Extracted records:
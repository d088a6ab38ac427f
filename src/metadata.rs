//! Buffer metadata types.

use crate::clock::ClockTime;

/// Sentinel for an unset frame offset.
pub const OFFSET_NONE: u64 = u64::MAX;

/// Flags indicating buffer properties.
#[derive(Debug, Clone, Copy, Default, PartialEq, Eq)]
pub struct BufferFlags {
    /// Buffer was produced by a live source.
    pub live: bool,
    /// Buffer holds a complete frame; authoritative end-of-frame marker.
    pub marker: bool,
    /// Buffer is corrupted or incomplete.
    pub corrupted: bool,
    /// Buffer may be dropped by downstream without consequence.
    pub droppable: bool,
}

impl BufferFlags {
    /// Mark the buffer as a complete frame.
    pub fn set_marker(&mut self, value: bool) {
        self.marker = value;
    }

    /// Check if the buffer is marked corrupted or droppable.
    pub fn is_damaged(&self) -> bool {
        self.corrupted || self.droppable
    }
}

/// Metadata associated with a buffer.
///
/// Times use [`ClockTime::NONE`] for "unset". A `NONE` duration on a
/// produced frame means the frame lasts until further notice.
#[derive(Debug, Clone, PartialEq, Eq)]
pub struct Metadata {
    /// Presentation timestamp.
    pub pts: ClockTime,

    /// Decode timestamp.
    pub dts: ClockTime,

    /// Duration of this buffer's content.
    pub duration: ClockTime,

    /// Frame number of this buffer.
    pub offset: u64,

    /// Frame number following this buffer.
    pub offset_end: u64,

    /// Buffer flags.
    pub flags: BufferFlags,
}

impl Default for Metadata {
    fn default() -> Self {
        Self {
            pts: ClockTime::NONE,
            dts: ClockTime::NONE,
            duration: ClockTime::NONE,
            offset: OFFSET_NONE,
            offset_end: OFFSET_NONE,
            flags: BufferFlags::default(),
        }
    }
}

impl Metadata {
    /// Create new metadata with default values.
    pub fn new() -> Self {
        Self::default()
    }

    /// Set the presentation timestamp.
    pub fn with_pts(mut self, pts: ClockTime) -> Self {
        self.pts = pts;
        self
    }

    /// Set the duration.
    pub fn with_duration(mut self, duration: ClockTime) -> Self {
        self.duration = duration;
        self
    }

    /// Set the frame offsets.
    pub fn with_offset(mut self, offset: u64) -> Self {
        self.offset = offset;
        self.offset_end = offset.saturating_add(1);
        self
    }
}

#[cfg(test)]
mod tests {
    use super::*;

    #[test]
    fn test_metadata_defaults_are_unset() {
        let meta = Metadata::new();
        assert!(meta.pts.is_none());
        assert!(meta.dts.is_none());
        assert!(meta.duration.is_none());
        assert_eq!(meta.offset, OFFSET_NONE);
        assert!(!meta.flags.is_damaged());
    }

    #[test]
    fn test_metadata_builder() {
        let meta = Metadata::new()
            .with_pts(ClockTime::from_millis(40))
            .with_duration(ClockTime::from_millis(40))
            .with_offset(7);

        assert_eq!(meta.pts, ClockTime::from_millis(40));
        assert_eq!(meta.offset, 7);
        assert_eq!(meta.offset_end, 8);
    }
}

§ WHAT TO DO
Please return every line of the records above that contains the word "bool".

§ ANSWER TO THIS TASK
    pub live: bool,
    pub marker: bool,
    pub corrupted: bool,
    pub droppable: bool,
    pub fn set_marker(&mut self, value: bool) {
    pub fn is_damaged(&self) -> bool {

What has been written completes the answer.